Lyndsey McKiernan discusses Haruki Murakami
With fourteen novels published between 1979 and 2019 and many other short stories, Haruki Murakami has already secured his place as Japan’s most beloved, yet controversial, novelist. Murakami is not a recently published author by any means, but his novels have skyrocketed to fame worldwide in the past five years or so thanks to social media channels such as TikTok’s ‘BookTok’, YouTube, and Goodreads. Murakami’s works have been translated from the original Japanese without losing any of the poetic absurdity so characteristic of his writing, simultaneously shining a light upon Japanese culture and writing spectacular fiction. His unconventional novels touch upon a variety of genres from science fiction and detective fiction to psychological thriller and romance. Despite this amalgamation of themes, these novels are beloved by a wide range of readers.
The first novel of Murakami’s that I read was Kafka on the Shore. Kafka, a young boy, runs away from home either to escape a gruesome oedipal prophecy or to search for his long-missing mother and sister. Meanwhile, an ageing simpleton called Nakata who never recovered from a wartime affliction is now drawn to Kafka for reasons that, like the most basic activities of daily life, he cannot fathom. I had seen positive reviews but went in with zero expectations apart from the promise that there would be talking cats and questionably written sex scenes. The book blew me away - it was unlike anything I had read before. Murakami’s books make no sense in the best way possible. It is up to the reader to form their own conclusions based upon the chaotic narrative(s). We know the two narratives should converge at some point, and hints are dropped along the way as to when or how that might happen, but it never really does. The author creates a space in which there is a suspension of reality - from an odd interaction with a murderous man to a whole parallel universe. The author’s treatment of magic realism teeters into absurdity without ever seeming to be off track. Murakami somehow balances a plot-driven narrative with character development, taking advantage of his confrontation with the absurd to ignore plot holes and adherence to common sense. This book is the epitome of escapism, getting lost in a new world that could never exist in reality. I rate Kafka on the Shore a 5/5 and still recommend it to anyone looking for a new book.

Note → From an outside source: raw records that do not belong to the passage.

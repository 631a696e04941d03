//! HTTP adapter mapping for domain errors.
//!
//! Purpose: keep the domain error type HTTP-agnostic while allowing Actix
//! handlers to turn domain failures into consistent JSON responses and
//! status codes.

use actix_web::{http::StatusCode, HttpResponse, ResponseError};
use tracing::error;

use crate::domain::{Error, ErrorCode};

/// Convenient result alias for HTTP handlers.
pub type ApiResult<T> = Result<T, Error>;

fn status_for(code: ErrorCode) -> StatusCode {
    match code {
        ErrorCode::InvalidRequest => StatusCode::BAD_REQUEST,
        ErrorCode::Unauthorized => StatusCode::UNAUTHORIZED,
        ErrorCode::Forbidden => StatusCode::FORBIDDEN,
        ErrorCode::NotFound => StatusCode::NOT_FOUND,
        ErrorCode::Conflict => StatusCode::CONFLICT,
        ErrorCode::InternalError => StatusCode::INTERNAL_SERVER_ERROR,
    }
}

impl ResponseError for Error {
    fn status_code(&self) -> StatusCode {
        status_for(self.code())
    }

    fn error_response(&self) -> HttpResponse {
        if matches!(self.code(), ErrorCode::InternalError) {
            error!(message = %self.message(), "internal error surfaced to a client");
        }
        HttpResponse::build(self.status_code()).json(self.redacted_for_clients())
    }
}

#[cfg(test)]
mod tests {
    use super::*;
    use rstest::rstest;

    #[rstest]
    #[case(Error::invalid_request("x"), StatusCode::BAD_REQUEST)]
    #[case(Error::unauthorized("x"), StatusCode::UNAUTHORIZED)]
    #[case(Error::forbidden("x"), StatusCode::FORBIDDEN)]
    #[case(Error::not_found("x"), StatusCode::NOT_FOUND)]
    #[case(Error::conflict("x"), StatusCode::CONFLICT)]
    #[case(Error::internal("x"), StatusCode::INTERNAL_SERVER_ERROR)]
    fn codes_map_to_the_expected_status(#[case] err: Error, #[case] expected: StatusCode) {
        assert_eq!(err.status_code(), expected);
    }

    #[rstest]
    fn internal_responses_are_redacted() {
        let response = Error::internal("database dsn leaked").error_response();
        assert_eq!(response.status(), StatusCode::INTERNAL_SERVER_ERROR);
    }
}
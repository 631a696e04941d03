//! Token issuance, password hashing and the registration/login service.

use std::str::FromStr;
use std::sync::Arc;

use chrono::Utc;
use jsonwebtoken::{DecodingKey, EncodingKey, Header, Validation};
use rand::RngCore;
use serde::{Deserialize, Serialize};
use sha2::{Digest, Sha256};
use subtle::ConstantTimeEq;
use uuid::Uuid;

use super::ports::{NewAccount, NewDriverProfile, UserPersistenceError, UserRepository};
use super::user::{Role, User, UserStatus};
use super::{driver::VehicleType, Error};

/// Access token lifetime in seconds (15 minutes).
pub const ACCESS_TTL_SECS: i64 = 15 * 60;
/// Refresh token lifetime in seconds (7 days).
pub const REFRESH_TTL_SECS: i64 = 7 * 24 * 60 * 60;

/// JWT claims carried by both token kinds.
#[derive(Debug, Clone, Serialize, Deserialize)]
pub struct Claims {
    pub sub: String,
    pub role: String,
    #[serde(rename = "type")]
    pub token_type: String,
    pub iat: i64,
    pub exp: i64,
}

impl Claims {
    pub fn is_access(&self) -> bool {
        self.token_type == "access"
    }

    pub fn is_refresh(&self) -> bool {
        self.token_type == "refresh"
    }

    /// Subject parsed as a user id.
    pub fn user_id(&self) -> Result<Uuid, Error> {
        Uuid::parse_str(&self.sub).map_err(|_| Error::unauthorized("invalid token subject"))
    }

    /// Role claim parsed into the domain enum.
    pub fn parsed_role(&self) -> Result<Role, Error> {
        Role::from_str(&self.role).map_err(|_| Error::unauthorized("invalid token role"))
    }
}

/// Manages JWT creation and validation. HMAC-SHA256 throughout.
#[derive(Clone)]
pub struct JwtManager {
    encoding_key: EncodingKey,
    decoding_key: DecodingKey,
    access_ttl_secs: i64,
    refresh_ttl_secs: i64,
}

impl JwtManager {
    pub fn new(secret: &[u8], access_ttl_secs: i64, refresh_ttl_secs: i64) -> Self {
        Self {
            encoding_key: EncodingKey::from_secret(secret),
            decoding_key: DecodingKey::from_secret(secret),
            access_ttl_secs,
            refresh_ttl_secs,
        }
    }

    /// Construct with the standard access/refresh lifetimes.
    pub fn with_default_ttls(secret: &[u8]) -> Self {
        Self::new(secret, ACCESS_TTL_SECS, REFRESH_TTL_SECS)
    }

    fn issue(&self, user_id: &str, role: &str, token_type: &str, ttl_secs: i64) -> Result<String, Error> {
        let now = Utc::now().timestamp();
        let claims = Claims {
            sub: user_id.to_string(),
            role: role.to_string(),
            token_type: token_type.to_string(),
            iat: now,
            exp: now + ttl_secs,
        };
        jsonwebtoken::encode(&Header::default(), &claims, &self.encoding_key)
            .map_err(|err| Error::internal(format!("failed to sign token: {err}")))
    }

    pub fn issue_access_token(&self, user_id: &str, role: &str) -> Result<String, Error> {
        self.issue(user_id, role, "access", self.access_ttl_secs)
    }

    pub fn issue_refresh_token(&self, user_id: &str, role: &str) -> Result<String, Error> {
        self.issue(user_id, role, "refresh", self.refresh_ttl_secs)
    }

    /// Issue a fresh access/refresh pair.
    pub fn issue_pair(&self, user_id: &str, role: &str) -> Result<TokenPair, Error> {
        Ok(TokenPair {
            access_token: self.issue_access_token(user_id, role)?,
            refresh_token: self.issue_refresh_token(user_id, role)?,
        })
    }

    /// Validate signature and expiry, returning the claims.
    pub fn validate(&self, token: &str) -> Result<Claims, Error> {
        jsonwebtoken::decode::<Claims>(token, &self.decoding_key, &Validation::default())
            .map(|data| data.claims)
            .map_err(|_| Error::unauthorized("invalid or expired token"))
    }
}

/// Access/refresh token pair returned by login and refresh.
#[derive(Debug, Clone, Serialize)]
pub struct TokenPair {
    pub access_token: String,
    pub refresh_token: String,
}

/// Hash a password with a random 16-byte salt, `"<salt>:<digest>"` hex.
pub fn hash_password(password: &str) -> String {
    let mut salt = [0u8; 16];
    rand::thread_rng().fill_bytes(&mut salt);
    let digest = salted_digest(&salt, password);
    format!("{}:{}", hex::encode(salt), hex::encode(digest))
}

/// Constant-time verification against a stored `"<salt>:<digest>"` value.
pub fn verify_password(stored: &str, password: &str) -> bool {
    let Some((salt_hex, digest_hex)) = stored.split_once(':') else {
        return false;
    };
    let (Ok(salt), Ok(stored_digest)) = (hex::decode(salt_hex), hex::decode(digest_hex)) else {
        return false;
    };
    let digest = salted_digest(&salt, password);
    digest.ct_eq(stored_digest.as_slice()).into()
}

fn salted_digest(salt: &[u8], password: &str) -> Vec<u8> {
    let mut hasher = Sha256::new();
    hasher.update(salt);
    hasher.update(password.as_bytes());
    hasher.finalize().to_vec()
}

/// A validated registration request.
#[derive(Debug, Clone)]
pub struct Registration {
    pub email: String,
    pub password: String,
    pub name: String,
    pub phone: Option<String>,
    pub role: Role,
    pub license_number: Option<String>,
    pub vehicle_type: Option<VehicleType>,
    pub vehicle_attrs: Option<serde_json::Value>,
}

/// Registration, login and token refresh over the user store.
pub struct AuthService {
    users: Arc<dyn UserRepository>,
    jwt: JwtManager,
}

impl AuthService {
    pub fn new(users: Arc<dyn UserRepository>, jwt: JwtManager) -> Self {
        Self { users, jwt }
    }

    /// Create an account; DRIVER registrations also create the driver
    /// profile in the same transaction.
    pub async fn register(&self, registration: Registration) -> Result<User, Error> {
        if registration.email.trim().is_empty() || !registration.email.contains('@') {
            return Err(Error::invalid_request("a valid email is required"));
        }
        if registration.password.len() < 8 {
            return Err(Error::invalid_request(
                "password must be at least 8 characters",
            ));
        }
        if registration.name.trim().is_empty() {
            return Err(Error::invalid_request("name is required"));
        }

        let driver_profile = match registration.role {
            Role::Driver => {
                let license_number = registration
                    .license_number
                    .as_deref()
                    .map(str::trim)
                    .filter(|value| !value.is_empty())
                    .ok_or_else(|| {
                        Error::invalid_request("license_number is required for drivers")
                    })?;
                let vehicle_type = registration.vehicle_type.ok_or_else(|| {
                    Error::invalid_request("vehicle_type is required for drivers")
                })?;
                Some(NewDriverProfile {
                    license_number: license_number.to_string(),
                    vehicle_type,
                    vehicle_attrs: registration
                        .vehicle_attrs
                        .clone()
                        .unwrap_or_else(|| serde_json::json!({})),
                })
            }
            _ => None,
        };

        let mut attrs = serde_json::json!({ "name": registration.name });
        if let Some(phone) = &registration.phone {
            attrs["phone"] = serde_json::Value::String(phone.clone());
        }

        let account = NewAccount {
            email: registration.email.trim().to_lowercase(),
            password_hash: hash_password(&registration.password),
            role: registration.role,
            attrs,
        };

        self.users
            .create_account(account, driver_profile)
            .await
            .map_err(map_user_error)
    }

    /// Verify credentials and issue a token pair.
    pub async fn login(&self, email: &str, password: &str) -> Result<(User, TokenPair), Error> {
        let user = self
            .users
            .find_by_email(&email.trim().to_lowercase())
            .await
            .map_err(map_user_error)?
            .ok_or_else(|| Error::unauthorized("invalid credentials"))?;

        if !verify_password(&user.password_hash, password) {
            return Err(Error::unauthorized("invalid credentials"));
        }
        if user.status != UserStatus::Active {
            return Err(Error::forbidden("account is not active"));
        }

        let pair = self
            .jwt
            .issue_pair(&user.id.to_string(), user.role.as_str())?;
        Ok((user, pair))
    }

    /// Exchange a refresh token for a rotated access/refresh pair.
    pub fn refresh(&self, refresh_token: &str) -> Result<TokenPair, Error> {
        let claims = self.jwt.validate(refresh_token)?;
        if !claims.is_refresh() {
            return Err(Error::unauthorized("provided token is not a refresh token"));
        }
        self.jwt.issue_pair(&claims.sub, &claims.role)
    }
}

fn map_user_error(err: UserPersistenceError) -> Error {
    match err {
        UserPersistenceError::DuplicateEmail { email } => {
            Error::conflict(format!("email already registered: {email}"))
        }
        other => Error::internal(other.to_string()),
    }
}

I next read Hard Boiled Wonderland and the End of the World, where there is the interesting narrative of reality (Hard Boiled Wonderland) and the world of our shadow selves (the End of the World). None of the characters are named in this novel, furthering the idea that it is unclear which world is the true one. Personally, I found it difficult to root for these characters as much as in Kafka on the Shore because of the detachment a lack of names affords. The absurdism in this novel extends as far as the man reading dreams from a unicorn skull in one world and working as a split-brained data processor in the other. Murakami’s work almost reads as a children’s piece of literature because of its fantasy, however it can be thoroughly enjoyable if you throw your perceptions of realism out the window. While this book engaged me more psychologically, I found the dual-narrative less engaging than in Kafka on the Shore. I rate Hard Boiled Wonderland and the End of the World a 4.5/5.
The most recent Murakami book I have read is Norwegian Wood, a coming of age narrative that depicts early encounters with love, work, and morality. Differing from Murakami’s other works I have read, this novel, though still absurd and unrealistic at points, accurately depicts the human experience. Toru, a quiet and preternaturally serious young college student in Tokyo, is devoted to Naoko, a beautiful and introspective young woman, but their mutual passion is marked by the tragic death of their best friend years before. Toru begins to adapt to campus life and the loneliness and isolation he faces there, but Naoko finds the pressures and responsibilities of life unbearable. As she retreats further into her own world, Toru finds himself reaching out to others and drawn to a fiercely independent and sexually liberated young woman. Though his depiction of the trials and tribulations of heartbreak and first love are accurate, Murakami’s treatment of women in his writing can often be offensive and should be considered before picking up one of his novels. Due to its slightly slow pace and more character-driven narrative, I give Norwegian Wood a 4/5.